If there were no such man as Lovelace in the world, you would not have Mr. Solmes.—You would not, Miss!—Very pretty, truly!—We see how your spirit is embittered indeed.—Wonder not, since it is come to your will not's, that those who have authority over you, say, You shall have the other. And I am one: mind that. And if it behoves YOU to speak out, Miss, it behoves US not to speak in. What's sauce for the goose is sauce for the gander: take that in your thought too.

I humbly apprehend, that Mr. Solmes has the spirit of a man, and a gentleman. I would admonish you therefore not to provoke it. He pities you as much as he loves you. He says, he will convince you of his love by deeds, since he is not permitted by you to express it by words. And all his dependence is upon your generosity hereafter. We hope he may depend upon that: we encourage him to think he may. And this heartens him up. So that you may lay his constancy at your parents' and your uncles' doors; and this will be another mark of your duty, you know.

You must be sensible, that you reflect upon your parents, and all of us, when you tell me you cannot in justice accept of the settlements proposed to you. This reflection we should have wondered at from you once; but now we don't.

There are many other very censurable passages in this free letter of yours; but we must place them to the account of your embittered spirit. I am glad you mentioned that word, because we should have been at a loss what to have called it.—I should much rather nevertheless have had reason to give it a better name.

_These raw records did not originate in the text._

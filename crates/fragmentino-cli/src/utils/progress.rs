use fragmentino::engine::progress::{Progress, ProgressCallback};
use indicatif::{ProgressBar, ProgressDrawTarget, ProgressState, ProgressStyle};
use std::sync::{Arc, Mutex};
use std::time::Duration;
use tracing::warn;

const SPINNER_TICK_MS: u64 = 80;

/// Renders engine [`Progress`] events as an `indicatif` spinner per phase and a bar per
/// task.
#[derive(Clone)]
pub struct CliProgressHandler {
    pb: Arc<Mutex<ProgressBar>>,
}

impl CliProgressHandler {
    pub fn new() -> Self {
        Self::with_draw_target(ProgressDrawTarget::stderr())
    }

    /// A handler that tracks state but draws nothing. Used for `--quiet`.
    pub fn hidden() -> Self {
        Self::with_draw_target(ProgressDrawTarget::hidden())
    }

    fn with_draw_target(target: ProgressDrawTarget) -> Self {
        let pb = ProgressBar::new(0).with_style(Self::spinner_style());
        pb.set_draw_target(target);
        pb.finish_and_clear();

        Self {
            pb: Arc::new(Mutex::new(pb)),
        }
    }

    pub fn get_callback(&self) -> ProgressCallback<'static> {
        let pb_clone = self.pb.clone();

        Box::new(move |progress: Progress| {
            let Ok(pb_guard) = pb_clone.lock() else {
                warn!("Progress bar mutex was poisoned. Cannot update progress.");
                return;
            };

            match progress {
                Progress::PhaseStart { name } => {
                    pb_guard.reset();
                    pb_guard.set_length(0);
                    pb_guard.set_style(Self::spinner_style());
                    pb_guard.enable_steady_tick(Duration::from_millis(SPINNER_TICK_MS));
                    pb_guard.set_message(name);
                }
                Progress::PhaseFinish => {
                    pb_guard.disable_steady_tick();
                    let phase = pb_guard.message();
                    pb_guard.finish_with_message(format!("✓ {}", phase));
                }
                Progress::TaskStart { total_steps } => {
                    pb_guard.disable_steady_tick();
                    pb_guard.reset();
                    pb_guard.set_length(total_steps);
                    pb_guard.set_position(0);
                    pb_guard.set_style(Self::bar_style());
                }
                Progress::TaskIncrement => {
                    pb_guard.inc(1);
                }
                Progress::TaskFinish => {
                    // Contraction usually stops before its upper bound.
                    let length = pb_guard.length().unwrap_or(0);
                    if pb_guard.position() < length {
                        pb_guard.set_position(length);
                    }
                }
                Progress::Message(msg) => {
                    pb_guard.println(format!("  {}", msg));
                }
            }
        })
    }

    fn spinner_style() -> ProgressStyle {
        ProgressStyle::with_template("{spinner:.green} {msg}")
            .unwrap_or_else(|_| ProgressStyle::default_spinner())
    }

    fn bar_style() -> ProgressStyle {
        ProgressStyle::with_template("{msg:<16} [{bar:40.cyan/blue}] {pos}/{len} ({eta})")
            .unwrap_or_else(|_| ProgressStyle::default_bar())
            .with_key(
                "eta",
                |state: &ProgressState, w: &mut dyn std::fmt::Write| {
                    // A failed write only leaves the ETA column blank.
                    write!(w, "{:.1}s", state.eta().as_secs_f64()).ok();
                },
            )
            .progress_chars("##-")
    }
}

impl Default for CliProgressHandler {
    fn default() -> Self {
        Self::new()
    }
}

#[cfg(test)]
mod tests {
    use super::*;
    use std::thread;

    #[test]
    fn handler_initializes_in_a_clean_state() {
        let handler = CliProgressHandler::hidden();
        let pb = handler.pb.lock().unwrap();
        assert_eq!(pb.length(), Some(0));
        assert!(pb.is_finished());
    }

    #[test]
    fn callback_tracks_phase_and_task_state() {
        let handler = CliProgressHandler::hidden();
        let callback = handler.get_callback();

        callback(Progress::PhaseStart {
            name: "Contraction",
        });
        {
            let pb = handler.pb.lock().unwrap();
            assert_eq!(pb.message(), "Contraction");
            assert!(!pb.is_finished());
        }

        callback(Progress::TaskStart { total_steps: 10 });
        callback(Progress::TaskIncrement);
        callback(Progress::TaskIncrement);
        {
            let pb = handler.pb.lock().unwrap();
            assert_eq!(pb.length(), Some(10));
            assert_eq!(pb.position(), 2);
            assert_eq!(pb.message(), "Contraction");
        }

        callback(Progress::TaskFinish);
        assert_eq!(handler.pb.lock().unwrap().position(), 10);

        callback(Progress::PhaseFinish);
        {
            let pb = handler.pb.lock().unwrap();
            assert!(pb.is_finished());
            assert_eq!(pb.message(), "✓ Contraction");
        }
    }

    #[test]
    fn callback_is_thread_safe() {
        let handler = CliProgressHandler::hidden();
        let callback = handler.get_callback();

        thread::spawn(move || {
            callback(Progress::PhaseStart { name: "Capping" });
            callback(Progress::TaskIncrement);
            callback(Progress::PhaseFinish);
        })
        .join()
        .unwrap();

        let pb = handler.pb.lock().unwrap();
        assert!(pb.is_finished());
        assert_eq!(pb.message(), "✓ Capping");
    }
}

I love you dearly still, Miss. I think you, though my niece, one of the finest young gentlewomen I ever saw. But, upon my conscience, I think you ought to obey your parents, and oblige me and my brother John: for you know very well, that we have nothing but your good at heart: consistently indeed with the good and honour of all of us. What must we think of any one of it, who would not promote the good of the whole? and who would set one part of it against another?—Which God forbid, say I!—You see I am for the good of all. What shall I get by it, let things go as they will? Do I want any thing of any body for my own sake?—Does my brother John?—Well, then, Cousin Clary, what would you be at, as I may say?

O but you can't love Mr. Solmes!—But, I say, you know not what you can do. You encourage yourself in your dislike. You permit your heart (little did I think it was such a froward one) to recoil. Take it to task, Niece; drive it on as fast as it recoils, [we do so in all our sea-fights, and land-fights too, by our sailors and soldiers, or we should not conquer]; and we are all sure you will overcome it. And why? Because you ought. So we think, whatever you think: and whose thoughts are to be preferred? You may be wittier than we; but, if you were wiser, we have lived some of us, let me tell you, to very little purpose, thirty or forty years longer than you.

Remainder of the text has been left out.